—Ces malheureux font mal à voir, soupira Jahel.
—Cette pitié, dit M. Coignard, vous sied comme une parure, mademoiselle; ces soupirs ornent votre poitrine en la gonflant d'un souffle que chacun de nous voudrait respirer sur vos lèvres. Mais souffrez que je vous dise que cette tendresse, qui n'en est pas moins touchante pour être intéressée, trouble vos entrailles par la comparaison de ces misérables avec vous-même, et par l'idée instinctive que votre jeune corps touche, pour ainsi dire, à ces chairs hideusement ulcérées et mutilées, comme il est vrai qu'en effet il y est lié et attaché, en tant que membre de Notre-Seigneur Jésus-Christ. D'où il suit que vous ne pouvez envisager cette corruption sur la chair de ces malheureux sans la voir, dans le même temps, en présage sur votre propre chair. Et ces misérables se sont levés vers vous comme des prophètes, annonçant que la part de la famille d'Adam est, en ce monde, la maladie et la mort. C'est pourquoi vous avez soupiré, mademoiselle.
"Dans le fait, il n'y a aucune raison d'estimer que ces mendiants, rongés d'ulcères et de vermine, sont plus malheureux que les rois et que les reines. Il ne faut même pas dire qu'ils sont plus pauvres, si, comme il paraît, le liard que cette goitreuse a ramassé dans la poussière et qu'elle serre sur son coeur en bavant de joie, lui semble plus précieux que n'est un collier de perles à la maîtresse d'un prince-évêque de Cologne ou de Salzbourg. A bien entendre nos spirituels et véritables intérêts, il nous faudrait envier l'existence de ce cul-de-jatte qui rampe vers vous sur les mains, préférablement à celle du roi de France ou de l'empereur. Leur égal devant Dieu, il a peut-être la paix du coeur qu'ils n'ont point et les trésors inestimables de l'innocence. Mais serrez vos jupes, mademoiselle, de peur qu'il n'y introduise la vermine dont je le vois couvert.
Ainsi parlait mon bon maître, et nous ne nous lassions point de l'écouter.
A trois lieues environ de Montbard, un trait ayant cassé et les postillons manquant de corde pour le raccommoder, comme cet endroit de la route est éloigné de toute habitation, nous demeurâmes en détresse. Mon bon maître et M. d'Anquetil tuèrent l'ennui de ce repos forcé en jouant aux cartes avec cette querelleuse sympathie dont ils s'étaient fait une habitude. Pendant que le jeune seigneur s'étonnait que son partenaire retournât le roi plus souvent que ne le veut le calcul des probabilités, Jahel, assez émue, me tira à part, et me demanda si je ne voyais pas une voiture arrêtée derrière nous à un lacet de la route. En regardant vers le point qu'elle m'indiquait, j'aperçus en effet une espèce de calèche gothique, d'une forme ridicule et bizarre.

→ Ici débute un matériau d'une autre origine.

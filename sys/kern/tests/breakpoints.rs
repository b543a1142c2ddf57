// This Source Code Form is subject to the terms of the Mozilla Public
// License, v. 2.0. If a copy of the MPL was not distributed with this
// file, You can obtain one at https://mozilla.org/MPL/2.0/.

//! Breakpoint and BRK semantics: halt before execution, resume runs the
//! halted instruction exactly once, single-step crosses a breakpoint by
//! exactly one instruction.

mod common;

use common::*;
use hsx_abi::isa::REG_IDX_PC;
use hsx_abi::{Code, EventKind, StateKind};
use hsx_kern::events::EventFilter;

/// LDI R1..R3 then BRK, then a clean exit.
fn program() -> Vec<u32> {
    let mut words = vec![ldi(1, 1), ldi(2, 2), ldi(3, 3), brk()];
    words.extend(exit_seq(0));
    words
}

#[test]
fn breakpoint_halts_before_executing() {
    let mut ex = exec();
    let pid = load(&mut ex, &program());
    ex.bp_set(pid, 4).unwrap();

    run_until_state(&mut ex, pid, StateKind::Paused, 16);
    assert_eq!(ex.reg_get(pid, REG_IDX_PC).unwrap(), 4);
    assert_eq!(ex.reg_get(pid, 1).unwrap(), 1, "first LDI retired");
    assert_eq!(ex.reg_get(pid, 2).unwrap(), 0, "halted instruction did not run");
}

#[test]
fn resume_executes_the_halted_instruction_once() {
    let mut ex = exec();
    let sub = ex.events_subscribe(EventFilter::default(), None);
    let pid = load(&mut ex, &program());
    ex.bp_set(pid, 4).unwrap();
    run_until_state(&mut ex, pid, StateKind::Paused, 16);

    ex.resume(pid).unwrap();
    // Next stop is the BRK; R2 was set exactly once on the way.
    run_until_state(&mut ex, pid, StateKind::Paused, 16);
    assert_eq!(ex.reg_get(pid, REG_IDX_PC).unwrap(), 12, "paused at BRK");
    assert_eq!(ex.reg_get(pid, 2).unwrap(), 2);
    assert_eq!(ex.reg_get(pid, 3).unwrap(), 3);

    // Two pauses, two debug_break events.
    let breaks = ex
        .events_poll(sub, 256)
        .iter()
        .filter(|e| matches!(e.kind, EventKind::DebugBreak { .. }))
        .count();
    assert_eq!(breaks, 2);
}

#[test]
fn brk_leaves_pc_on_the_brk_until_resumed() {
    let mut ex = exec();
    let pid = load(&mut ex, &program());
    run_until_state(&mut ex, pid, StateKind::Paused, 16);
    assert_eq!(ex.reg_get(pid, REG_IDX_PC).unwrap(), 12);

    ex.resume(pid).unwrap();
    run_until_state(&mut ex, pid, StateKind::Stopped, 32);
    assert_eq!(ex.exit_code(pid), Some(0));
}

#[test]
fn single_step_crosses_a_breakpoint_by_one_instruction() {
    let mut ex = exec();
    let pid = load(&mut ex, &program());
    ex.bp_set(pid, 4).unwrap();

    // First step: the instruction at 0 runs, landing on the breakpoint
    // address without triggering it.
    assert_eq!(ex.step(pid, 1).unwrap(), 1);
    assert_eq!(ex.reg_get(pid, REG_IDX_PC).unwrap(), 4);
    assert_eq!(ex.task_state(pid), Some(StateKind::Paused));

    // Second step: exactly the halted instruction.
    assert_eq!(ex.step(pid, 1).unwrap(), 1);
    assert_eq!(ex.reg_get(pid, REG_IDX_PC).unwrap(), 8);
    assert_eq!(ex.reg_get(pid, 2).unwrap(), 2);
}

#[test]
fn step_over_a_brk_advances_past_it() {
    let mut ex = exec();
    let pid = load(&mut ex, &program());
    run_until_state(&mut ex, pid, StateKind::Paused, 16);
    assert_eq!(ex.reg_get(pid, REG_IDX_PC).unwrap(), 12);

    // Stepping a BRK-paused task moves past the BRK and executes the next
    // instruction (the first word of the exit sequence).
    assert_eq!(ex.step(pid, 1).unwrap(), 1);
    assert_eq!(ex.reg_get(pid, REG_IDX_PC).unwrap(), 20);
}

#[test]
fn stepping_a_running_task_is_refused() {
    let mut ex = exec();
    let pid = load(&mut ex, &spinner());
    ex.clock_step(1);
    assert_eq!(ex.task_state(pid), Some(StateKind::Running));
    assert_eq!(ex.step(pid, 1), Err(Code::BadState));
}

fn spinner() -> Vec<u32> {
    vec![jmp(0)]
}

#[test]
fn bp_list_and_clear() {
    let mut ex = exec();
    let pid = load(&mut ex, &program());
    ex.bp_set(pid, 4).unwrap();
    ex.bp_set(pid, 8).unwrap();
    assert_eq!(ex.bp_list(pid).unwrap(), vec![4, 8]);
    ex.bp_clear(pid, 4).unwrap();
    assert_eq!(ex.bp_list(pid).unwrap(), vec![8]);
    assert_eq!(ex.bp_clear(pid, 4), Err(Code::NotFound));
}

#[test]
fn trace_surface_tracks_last_step() {
    let mut ex = exec();
    let pid = load(&mut ex, &program());
    ex.clock_step(2);
    assert_eq!(ex.last_pc(pid), Some(4));
    assert_eq!(ex.last_opcode(pid), Some(hsx_abi::isa::Opcode::Ldi as u8));
    let snap = ex.last_regs(pid).unwrap();
    assert_eq!(snap.regs[1], 1);
    assert_eq!(snap.regs[2], 2);
    assert_eq!(snap.pc, 8);
}

#[test]
fn disasm_reads_the_immutable_image() {
    use hsx_kern::trace::DisasmMode;
    let mut ex = exec();
    let pid = load(&mut ex, &program());
    let lines = ex
        .disasm_read(pid, Some(0), 4, DisasmMode::FromAddr)
        .unwrap();
    assert_eq!(lines[0].text, "LDI R1, #1");
    assert_eq!(lines[3].text, "BRK");
    // Writable memory never feeds the disassembler; the cache is keyed on
    // the image identity, so a second read is served from cache.
    let again = ex
        .disasm_read(pid, Some(0), 4, DisasmMode::FromAddr)
        .unwrap();
    assert_eq!(lines, again);
}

—Cette voiture, ajouta Jahel, s'est arrêtée en même temps que nous. C'est donc qu'elle nous suivait. Je serais curieuse de distinguer les visages qui voyagent dans cette machine. J'en ai de l'inquiétude. N'est-elle point coiffée d'une capote étroite et haute? Elle ressemble à la voiture dans laquelle mon oncle m'emmena, toute petite, à Paris, après avoir tué le Portugais. Elle était restée, autant que je crois, dans une remise du château des Sablons. Celle-ci me la rappelle tout à fait, et c'est un horrible souvenir, car j'y vis mon oncle écumant de rage. Vous ne pouvez concevoir, Jacques, à quel point il est violent. J'ai moi-même éprouvé sa fureur le jour de mon départ. Il m'enferma dans ma chambre en vomissant contre M. l'abbé Coignard des injures épouvantables. Je frémis en pensant à l'état où il dut être quand il trouva ma chambre vide et mes draps encore attachés à la fenêtre par où je m'échappai pour vous joindre et fuir avec vous.
—Jahel, vous voulez dire avec M. d'Anquetil.
—Que vous êtes pointilleux! Ne partions-nous pas tous ensemble? Mais cette calèche me donne de l'inquiétude, tant elle ressemble à celle de mon oncle.
—Soyez assurée, Jahel, que c'est la voiture de quelque bon
Bourguignon qui va à ses affaires sans songer à nous.
—Vous n'en savez rien, dit Jahel. J'ai peur.